In 1996, the NCAA accepted MSU's self imposed sanctions and added additional penalties, including the loss of six football scholarships for 1996. While the NCAA found there was "lack of institutional control" within the football program during Perles' tenure, it cleared him of wrongdoing.[1]

After coachingEdit

Motor City BowlEdit

In 1995, Perles and former Michigan State University Sports Information Director, Ken Hoffman, founded and initiated the Motor City Bowl, a collegiate football bowl game in Detroit. In 2007, the Motor City Bowl enjoyed a record crowd of more than 63,000 people in its 11th game with Perles as chief executive officer and Hoffman as executive director.

MSU Board of TrusteesEdit

In November 2006, Perles was elected as a Democrat to the Board of Trustees of Michigan State University.

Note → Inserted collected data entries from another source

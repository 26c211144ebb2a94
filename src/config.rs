//! Configuration file handling.
//!
//! This module loads and saves the vulngate configuration from a TOML file.
//! The scanning core never reads files itself; it receives a resolved
//! [`Config`].
//!
//! # Configuration Location
//!
//! The configuration file is stored at:
//! - Linux: `~/.config/vulngate/config.toml`
//! - macOS: `~/Library/Application Support/vulngate/config.toml`
//! - Windows: `%APPDATA%\vulngate\config.toml`
//!
//! # Example Configuration
//!
//! ```toml
//! mode = "both"
//!
//! [ignore]
//! ids = ["CVE-2021-23337"]
//!
//! [ignore.packages.lodash]
//! ids = ["GHSA-35jh-r3h4-6jhm"]
//! until = "2027-01-01"
//! reason = "not reachable from our code"
//!
//! [osv]
//! batch = true
//! batch_retry = { max_attempts = 3, delay_ms = 1000 }
//!
//! [npm]
//! timeout_secs = 30
//! ```

use anyhow::{Context, Result};
use serde::{Deserialize, Serialize};
use std::fs;
use std::path::{Path, PathBuf};

use crate::ignore::IgnoreConfig;
use crate::retry::RetryConfig;

/// Which vulnerability sources a scan consults.
#[derive(Debug, Clone, Copy, Default, PartialEq, Eq, Serialize, Deserialize)]
#[serde(rename_all = "lowercase")]
pub enum SourceMode {
    Osv,
    Npm,
    #[default]
    Both,
}

/// Application configuration.
///
/// # Example
///
/// ```no_run
/// use vulngate::Config;
///
/// // Load from file (or use defaults if file doesn't exist)
/// let config = Config::load().unwrap();
///
/// println!("Mode: {:?}", config.mode);
/// println!("OSV endpoint: {}", config.osv.base_url);
/// ```
#[derive(Debug, Clone, Default, Serialize, Deserialize)]
#[serde(default)]
pub struct Config {
    /// Sources to query.
    ///
    /// Default: both
    pub mode: SourceMode,

    /// Suppression rules applied before advisories are reported.
    pub ignore: IgnoreConfig,

    pub osv: OsvSettings,

    pub npm: NpmSettings,
}

/// Retry budget for one kind of request.
#[derive(Debug, Clone, Copy, PartialEq, Eq, Serialize, Deserialize)]
#[serde(default)]
pub struct RetrySettings {
    /// Total attempts, the first one included.
    pub max_attempts: u32,
    /// Initial backoff; grows by 1.5x per failed attempt.
    pub delay_ms: u64,
}

impl Default for RetrySettings {
    fn default() -> Self {
        Self {
            max_attempts: 3,
            delay_ms: 1000,
        }
    }
}

impl From<RetrySettings> for RetryConfig {
    fn from(settings: RetrySettings) -> Self {
        RetryConfig::new(settings.max_attempts, settings.delay_ms)
    }
}

/// Settings for the OSV source.
#[derive(Debug, Clone, Serialize, Deserialize)]
#[serde(default)]
pub struct OsvSettings {
    pub base_url: String,

    /// Ecosystem sent with every query and used to filter `affected` entries.
    pub ecosystem: String,

    pub timeout_secs: u64,

    /// Use `/v1/querybatch` plus detail fetches instead of one query per package.
    pub batch: bool,

    pub batch_retry: RetrySettings,

    pub detail_retry: RetrySettings,
}

impl Default for OsvSettings {
    fn default() -> Self {
        Self {
            base_url: "https://api.osv.dev".to_string(),
            ecosystem: "npm".to_string(),
            timeout_secs: 30,
            batch: true,
            batch_retry: RetrySettings::default(),
            detail_retry: RetrySettings {
                max_attempts: 2,
                delay_ms: 500,
            },
        }
    }
}

/// Settings for the npm registry source.
#[derive(Debug, Clone, Serialize, Deserialize)]
#[serde(default)]
pub struct NpmSettings {
    pub base_url: String,
    pub timeout_secs: u64,
    pub retry: RetrySettings,
}

impl Default for NpmSettings {
    fn default() -> Self {
        Self {
            base_url: "https://registry.npmjs.org".to_string(),
            timeout_secs: 30,
            retry: RetrySettings::default(),
        }
    }
}

impl Config {
    /// Loads configuration from the default config file.
    ///
    /// If the config file doesn't exist, returns default configuration.
    ///
    /// # Errors
    ///
    /// Returns an error if the config file exists but cannot be read or parsed.
    pub fn load() -> Result<Self> {
        let path = Self::config_path();

        if !path.exists() {
            return Ok(Self::default());
        }
        Self::load_from(&path)
    }

    /// Loads configuration from an explicit file. The file must exist.
    pub fn load_from(path: &Path) -> Result<Self> {
        let content = fs::read_to_string(path)
            .with_context(|| format!("failed to read config file {}", path.display()))?;
        let config: Config = toml::from_str(&content)
            .with_context(|| format!("invalid config file {}", path.display()))?;
        Ok(config)
    }

    /// Saves the configuration to the default config file.
    ///
    /// Creates the parent directory if it doesn't exist.
    pub fn save(&self) -> Result<()> {
        self.save_to(&Self::config_path())
    }

    pub fn save_to(&self, path: &Path) -> Result<()> {
        if let Some(parent) = path.parent() {
            if !parent.exists() {
                fs::create_dir_all(parent)?;
            }
        }

        let content = toml::to_string_pretty(self)?;
        fs::write(path, content)?;
        Ok(())
    }

    /// Returns the path to the configuration file.
    ///
    /// # Example
    ///
    /// ```
    /// use vulngate::Config;
    ///
    /// let path = Config::config_path();
    /// assert!(path.ends_with("vulngate/config.toml"));
    /// ```
    pub fn config_path() -> PathBuf {
        dirs::config_dir()
            .unwrap_or_else(|| PathBuf::from("."))
            .join("vulngate")
            .join("config.toml")
    }

    /// Generates a string containing the default configuration.
    pub fn generate_default_config() -> String {
        let config = Config::default();
        toml::to_string_pretty(&config).unwrap_or_default()
    }
}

He began serving an eight-year term beginning January 1, 2007.

In May 2007, the MSU Board of Trustees voted to name the plaza adjacent to the Duffy Daugherty Football Building the George J. Perles and Sally A. Perles Plaza in honor of the couple’s $500,000 donation.

Head coaching recordEdit

Year Team Overall Conference Standing Bowl/playoffs Coaches# AP°
Michigan State Spartans (Big Ten Conference) (1983–1994)
1983 Michigan State 4–6–1 2–6–1 7th
1984 Michigan State 6–6 5–4 T–6th L Cherry
1985 Michigan State 7–5 5–3 T–4th L Hall of Fame Classic
1986 Michigan State 6–5 4–4 5th
1987 Michigan State 9–2–1 7–0–1 1st W Rose 8 8
1988 Michigan State 6–5–1 6–1–1 2nd L Gator
1989 Michigan State 8–4 6–2 T–3rd W Aloha 16 16
1990 Michigan State 8–3–1 6–2 T–1st W John Hancock 14 16
1991 Michigan State 3–8 3–5 T–6th
1992 Michigan State 5–6 5–3 3rd
1993 Michigan State 6–6 4–4 7th L Liberty
1994 Michigan State 0–11* 0–8* 11th
Michigan State: 68–67–4** 53–42–2**
Total: 68–67–4*
      National championship         Conference title         Conference division title
#Rankings from final Coaches' Poll.
°Rankings from final AP Poll.

*Michigan State forfeited its entire schedule after an academic scandal; record was 5-6 (4-4 Big Ten).
**Record at Michigan State is 73-62-4 (58-37-2 Big Ten) without forfeited games.